Just then Dorothy ran into their room, in a state of great anxiety, crying:
“Where’s Billina? Have you seen Billina? Is she here?”
“No,” answered the Scarecrow.
“Then what has become of her?” asked the girl.
“Why, I thought she was with you,” said the Scarecrow. “Yet I do not remember seeing the yellow hen since she picked up the crumbs of cake.”
“We must have left her in the room where the King’s throne is,” decided Dorothy, and at once she turned and ran down the hall to the door through which they had entered. But it was fast closed and locked on the other side, and the heavy slab of rock proved to be so thick that no sound could pass through it. So Dorothy was forced to return to her chamber.
The Cowardly Lion stuck his head into her room to try to console the girl for the loss of her feathered friend.
“The yellow hen is well able to take care of herself,” said he; “so don’t worry about her, but try to get all the sleep you can. It has been a long and weary day, and you need rest.”
“I’ll prob’ly get lots of rest tomorrow, when I become an orn’ment,” said Dorothy, sleepily. But she lay down upon her couch, nevertheless, and in spite of all her worries was soon in the land of dreams.
14. Dorothy Tries to be Brave
Meantime the Chief Steward had returned to the throne room, where he said to the King:
“You are a fool to waste so much time upon these people.”
“What!” cried his Majesty, in so enraged a voice that it awoke Billina, who was asleep under his throne. “How dare you call me a fool?”
“Because I like to speak the truth,” said the Steward. “Why didn’t you enchant them all at once, instead of allowing them to go one by one into the palace and guess which ornaments are the Queen of Ev and her children?”
“Why, you stupid rascal, it is more fun this way,” returned the King, “and it serves to keep me amused for a long time.”
“But suppose some of them happen to guess aright,” persisted the Steward; “then you would lose your old ornaments and these new ones, too.”

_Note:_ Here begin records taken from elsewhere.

//! Signing configuration for the token codec

use std::fmt;

use blog_shared::config::JwtConfig;

/// Issuer name and HMAC secret used to sign and verify tokens
#[derive(Clone, PartialEq, Eq)]
pub struct SigningConfig {
    /// Value written to the `iss` claim
    pub issuer: String,
    /// HS256 secret
    pub secret_key: String,
}

impl SigningConfig {
    pub fn new(issuer: impl Into<String>, secret_key: impl Into<String>) -> Self {
        Self {
            issuer: issuer.into(),
            secret_key: secret_key.into(),
        }
    }
}

impl From<&JwtConfig> for SigningConfig {
    fn from(config: &JwtConfig) -> Self {
        Self::new(config.issuer.clone(), config.secret_key.clone())
    }
}

impl fmt::Debug for SigningConfig {
    fn fmt(&self, f: &mut fmt::Formatter<'_>) -> fmt::Result {
        f.debug_struct("SigningConfig")
            .field("issuer", &self.issuer)
            .field("secret_key", &"<redacted>")
            .finish()
    }
}
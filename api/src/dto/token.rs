use serde::{Deserialize, Serialize};
use validator::Validate;

#[derive(Debug, Clone, Serialize, Deserialize, Validate)]
#[serde(rename_all = "camelCase")]
pub struct CreateAccessTokenRequest {
    #[validate(length(min = 1))]
    pub refresh_token: String,
}

#[derive(Debug, Clone, Serialize, Deserialize)]
#[serde(rename_all = "camelCase")]
pub struct CreateAccessTokenResponse {
    pub access_token: String,
}
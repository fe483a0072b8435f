//! Business services containing domain logic and use cases.

pub mod auth;
pub mod blog;
pub mod token;

// Re-export commonly used types
pub use auth::{AuthService, AuthServiceConfig, MIN_BCRYPT_COST};
pub use blog::{AddArticle, BlogService, UpdateArticle};
pub use token::{
    Authentication, SigningConfig, TokenCodec, TokenIssuer, TokenRefreshService, TokenValidator,
    ROLE_USER,
};
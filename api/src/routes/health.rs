use actix_web::HttpResponse;

/// Health check endpoint handler
pub async fn health_check() -> HttpResponse {
    HttpResponse::Ok().json(serde_json::json!({
        "status": "healthy",
        "service": "blog-api",
        "version": env!("CARGO_PKG_VERSION"),
        "timestamp": chrono::Utc::now().to_rfc3339(),
    }))
}
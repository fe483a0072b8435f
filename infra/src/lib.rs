//! # Infrastructure Layer
//!
//! Concrete persistence for the blog backend.
//!
//! - **Database**: MySQL connection pool and repository implementations using SQLx
//!
//! ## Features
//!
//! - `mysql`: Enable MySQL database support (default)

use blog_core::errors::DomainError;

/// Database module - MySQL implementations using SQLx
#[cfg(feature = "mysql")]
pub mod database;

/// Infrastructure-specific error types
#[derive(Debug, thiserror::Error)]
pub enum InfrastructureError {
    /// Database connection or query error
    #[error("Database error: {0}")]
    Database(#[from] sqlx::Error),

    /// Configuration error
    #[error("Configuration error: {0}")]
    Config(String),

    /// A row could not be mapped onto a domain entity
    #[error("Row mapping error: {0}")]
    Mapping(String),
}

impl From<InfrastructureError> for DomainError {
    fn from(error: InfrastructureError) -> Self {
        tracing::error!(error = %error, "Infrastructure failure");
        DomainError::Internal {
            message: error.to_string(),
        }
    }
}

#[cfg(test)]
mod tests {
    use super::*;

    #[test]
    fn test_infrastructure_error_becomes_internal() {
        let error: DomainError = InfrastructureError::Config("bad url".to_string()).into();
        match error {
            DomainError::Internal { message } => assert!(message.contains("bad url")),
            other => panic!("unexpected error: {:?}", other),
        }
    }

    #[test]
    fn test_sqlx_error_converts() {
        let error: InfrastructureError = sqlx::Error::RowNotFound.into();
        assert!(matches!(error, InfrastructureError::Database(_)));
    }
}
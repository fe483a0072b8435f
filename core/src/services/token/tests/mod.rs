//! Tests for token services

use super::{SigningConfig, TokenCodec};

mod validator_tests;

pub(super) const TEST_ISSUER: &str = "blog-test";

pub(super) fn test_codec() -> TokenCodec {
    TokenCodec::new(SigningConfig::new(TEST_ISSUER, "test-secret-key"))
}
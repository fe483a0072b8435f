//! JWT authentication middleware for protecting API endpoints.
//!
//! Extracts the bearer token from the Authorization header, verifies it with
//! the core `TokenValidator`, and injects the resulting principal into the
//! request extensions.

use actix_web::{
    body::EitherBody,
    dev::{Service, ServiceRequest, ServiceResponse, Transform},
    error::InternalError,
    http::{header::AUTHORIZATION, StatusCode},
    Error, FromRequest, HttpMessage, HttpRequest, HttpResponse,
};
use futures_util::future::LocalBoxFuture;
use std::{
    future::{ready, Ready},
    ops::Deref,
    rc::Rc,
    task::{Context, Poll},
};

use blog_core::services::token::{Authentication, TokenValidator, ROLE_USER};
use blog_shared::errors::error_codes;

use crate::handlers::error::error_response;

/// Authenticated principal injected into requests
#[derive(Debug, Clone)]
pub struct AuthContext(pub Authentication);

impl Deref for AuthContext {
    type Target = Authentication;

    fn deref(&self) -> &Self::Target {
        &self.0
    }
}

fn unauthorized_response(message: &'static str) -> HttpResponse {
    error_response(StatusCode::UNAUTHORIZED, error_codes::UNAUTHORIZED, message)
}

fn unauthorized(message: &'static str) -> Error {
    InternalError::from_response(message, unauthorized_response(message)).into()
}

/// JWT authentication middleware factory
///
/// Principals lacking the required authority (`ROLE_USER` unless changed
/// with [`JwtAuth::require_authority`]) get 403.
#[derive(Clone)]
pub struct JwtAuth {
    validator: TokenValidator,
    required_authority: &'static str,
}

impl JwtAuth {
    /// Creates a new JWT authentication middleware
    pub fn new(validator: TokenValidator) -> Self {
        Self {
            validator,
            required_authority: ROLE_USER,
        }
    }

    pub fn require_authority(mut self, authority: &'static str) -> Self {
        self.required_authority = authority;
        self
    }
}

impl<S, B> Transform<S, ServiceRequest> for JwtAuth
where
    S: Service<ServiceRequest, Response = ServiceResponse<B>, Error = Error> + 'static,
    S::Future: 'static,
    B: 'static,
{
    type Response = ServiceResponse<EitherBody<B>>;
    type Error = Error;
    type InitError = ();
    type Transform = JwtAuthMiddleware<S>;
    type Future = Ready<Result<Self::Transform, Self::InitError>>;

    fn new_transform(&self, service: S) -> Self::Future {
        ready(Ok(JwtAuthMiddleware {
            service: Rc::new(service),
            validator: self.validator.clone(),
            required_authority: self.required_authority,
        }))
    }
}

/// JWT authentication middleware service
pub struct JwtAuthMiddleware<S> {
    service: Rc<S>,
    validator: TokenValidator,
    required_authority: &'static str,
}

impl<S, B> Service<ServiceRequest> for JwtAuthMiddleware<S>
where
    S: Service<ServiceRequest, Response = ServiceResponse<B>, Error = Error> + 'static,
    S::Future: 'static,
    B: 'static,
{
    type Response = ServiceResponse<EitherBody<B>>;
    type Error = Error;
    type Future = LocalBoxFuture<'static, Result<Self::Response, Self::Error>>;

    fn poll_ready(&self, ctx: &mut Context<'_>) -> Poll<Result<(), Self::Error>> {
        self.service.poll_ready(ctx)
    }

    fn call(&self, req: ServiceRequest) -> Self::Future {
        let service = Rc::clone(&self.service);
        let validator = self.validator.clone();
        let required_authority = self.required_authority;

        Box::pin(async move {
            let token = match extract_bearer_token(&req) {
                Some(token) => token,
                None => {
                    let response = unauthorized_response("Missing or invalid Authorization header");
                    return Ok(req.into_response(response.map_into_right_body()));
                }
            };

            let authentication = match validator.get_authentication(&token) {
                Ok(authentication) => authentication,
                Err(e) => {
                    tracing::debug!(error = %e, "Rejected bearer token");
                    let response = unauthorized_response("Invalid or expired access token");
                    return Ok(req.into_response(response.map_into_right_body()));
                }
            };

            if !authentication.has_authority(required_authority) {
                tracing::debug!(subject = %authentication.subject, required_authority, "Missing authority");
                let response = error_response(
                    StatusCode::FORBIDDEN,
                    error_codes::FORBIDDEN,
                    "Insufficient authority",
                );
                return Ok(req.into_response(response.map_into_right_body()));
            }

            req.extensions_mut().insert(AuthContext(authentication));

            service.call(req).await.map(ServiceResponse::map_into_left_body)
        })
    }
}

/// Extracts Bearer token from Authorization header
fn extract_bearer_token(req: &ServiceRequest) -> Option<String> {
    req.headers()
        .get(AUTHORIZATION)?
        .to_str()
        .ok()?
        .strip_prefix("Bearer ")
        .map(|s| s.trim().to_string())
        .filter(|s| !s.is_empty())
}

/// Extractor for required authentication
impl FromRequest for AuthContext {
    type Error = Error;
    type Future = Ready<Result<Self, Self::Error>>;

    fn from_request(req: &HttpRequest, _: &mut actix_web::dev::Payload) -> Self::Future {
        let result = req
            .extensions()
            .get::<AuthContext>()
            .cloned()
            .ok_or_else(|| unauthorized("Authentication required"));

        ready(result)
    }
}
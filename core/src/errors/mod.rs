//! Domain-specific error types and error handling.

mod types;

#[cfg(test)]
mod tests;

pub use types::{AuthError, TokenError};

use thiserror::Error;

/// Core domain errors (general purpose)
#[derive(Error, Debug)]
pub enum DomainError {
    #[error("Validation error: {message}")]
    Validation { message: String },

    #[error("Resource not found: {resource}")]
    NotFound { resource: String },

    #[error("Internal error: {message}")]
    Internal { message: String },

    // Bridge to specific error types
    #[error(transparent)]
    Auth(#[from] AuthError),

    #[error(transparent)]
    Token(#[from] TokenError),
}

impl DomainError {
    /// Shorthand for the article/user lookup failure
    pub fn not_found(id: i64) -> Self {
        DomainError::NotFound {
            resource: format!("not found: {}", id),
        }
    }
}

pub type DomainResult<T> = Result<T, DomainError>;
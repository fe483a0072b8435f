//! Unit tests for token validation

use chrono::{Duration, Utc};

use crate::domain::entities::token::Claims;
use crate::domain::entities::user::User;
use crate::errors::{DomainError, TokenError};
use crate::services::token::{TokenIssuer, TokenValidator, ROLE_USER};

use super::{test_codec, TEST_ISSUER};

fn validator() -> TokenValidator {
    TokenValidator::new(test_codec())
}

fn fresh_token() -> String {
    TokenIssuer::new(test_codec())
        .issue(&User::new(3, "three@example.com", "hash"), Duration::hours(2))
        .unwrap()
}

#[test]
fn test_fresh_token_is_valid() {
    assert!(validator().is_valid(&fresh_token()));
}

#[test]
fn test_token_expired_a_week_ago_is_invalid() {
    let claims = Claims::new(
        TEST_ISSUER,
        "user@example.com",
        Utc::now() - Duration::days(21),
        Duration::days(14),
    ).unwrap();
    let token = test_codec().encode(&claims).unwrap();

    assert!(!validator().is_valid(&token));
}

#[test]
fn test_garbage_is_invalid() {
    assert!(!validator().is_valid("garbage"));
}

#[test]
fn test_get_user_id() {
    assert_eq!(validator().get_user_id(&fresh_token()).unwrap(), 3);
}

#[test]
fn test_get_user_id_without_claim() {
    let claims = Claims::new(TEST_ISSUER, "user@example.com", Utc::now(), Duration::hours(1)).unwrap();
    let token = test_codec().encode(&claims).unwrap();

    let result = validator().get_user_id(&token);
    assert!(matches!(
        result,
        Err(DomainError::Token(TokenError::MissingClaim { ref claim })) if claim == "id"
    ));
}

#[test]
fn test_get_user_id_with_non_integer_claim() {
    let claims = Claims::new(TEST_ISSUER, "user@example.com", Utc::now(), Duration::hours(1)).unwrap()
        .with_claim("id", "one");
    let token = test_codec().encode(&claims).unwrap();

    assert!(matches!(
        validator().get_user_id(&token),
        Err(DomainError::Token(TokenError::MissingClaim { .. }))
    ));
}

#[test]
fn test_get_subject_claims_propagates_decode_error() {
    assert!(matches!(
        validator().get_subject_claims("a.b"),
        Err(DomainError::Token(TokenError::MalformedToken))
    ));
}

#[test]
fn test_get_authentication() {
    let auth = validator().get_authentication(&fresh_token()).unwrap();

    assert_eq!(auth.subject, "three@example.com");
    assert_eq!(auth.user_id, Some(3));
    assert!(auth.has_authority(ROLE_USER));
    assert_eq!(auth.authorities.len(), 1);
}

#[test]
fn test_token_becomes_invalid_once_ttl_elapses() {
    let token = TokenIssuer::new(test_codec())
        .issue(&User::new(4, "four@example.com", "hash"), Duration::seconds(1))
        .unwrap();
    assert!(validator().is_valid(&token));

    // exp has one-second resolution; wait until now > exp for sure
    std::thread::sleep(std::time::Duration::from_millis(2_100));

    assert!(!validator().is_valid(&token));
    assert!(matches!(
        validator().get_subject_claims(&token),
        Err(DomainError::Token(TokenError::Expired))
    ));
}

“There is no chance of their guessing aright,” replied the monarch, with a laugh. “How could they know that the Queen of Ev and her family are all ornaments of a royal purple color?”
“But there are no other purple ornaments in the palace,” said the Steward.
“There are many other colors, however, and the purple ones are scattered throughout the rooms, and are of many different shapes and sizes. Take my word for it, Steward, they will never think of choosing the purple ornaments.”
Billina, squatting under the throne, had listened carefully to all this talk, and now chuckled softly to herself as she heard the King disclose his secret.
“Still, you are acting foolishly by running the chance,” continued the Steward, roughly; “and it is still more foolish of you to transform all those people from Oz into green ornaments.”
“I did that because they came from the Emerald City,” replied the King; “and I had no green ornaments in my collection until now. I think they will look quite pretty, mixed with the others. Don’t you?”
The Steward gave an angry grunt.
“Have your own way, since you are the King,” he growled. “But if you come to grief through your carelessness, remember that I told you so. If I wore the magic belt which enables you to work all your transformations, and gives you so much other power, I am sure I would make a much wiser and better King than you are.”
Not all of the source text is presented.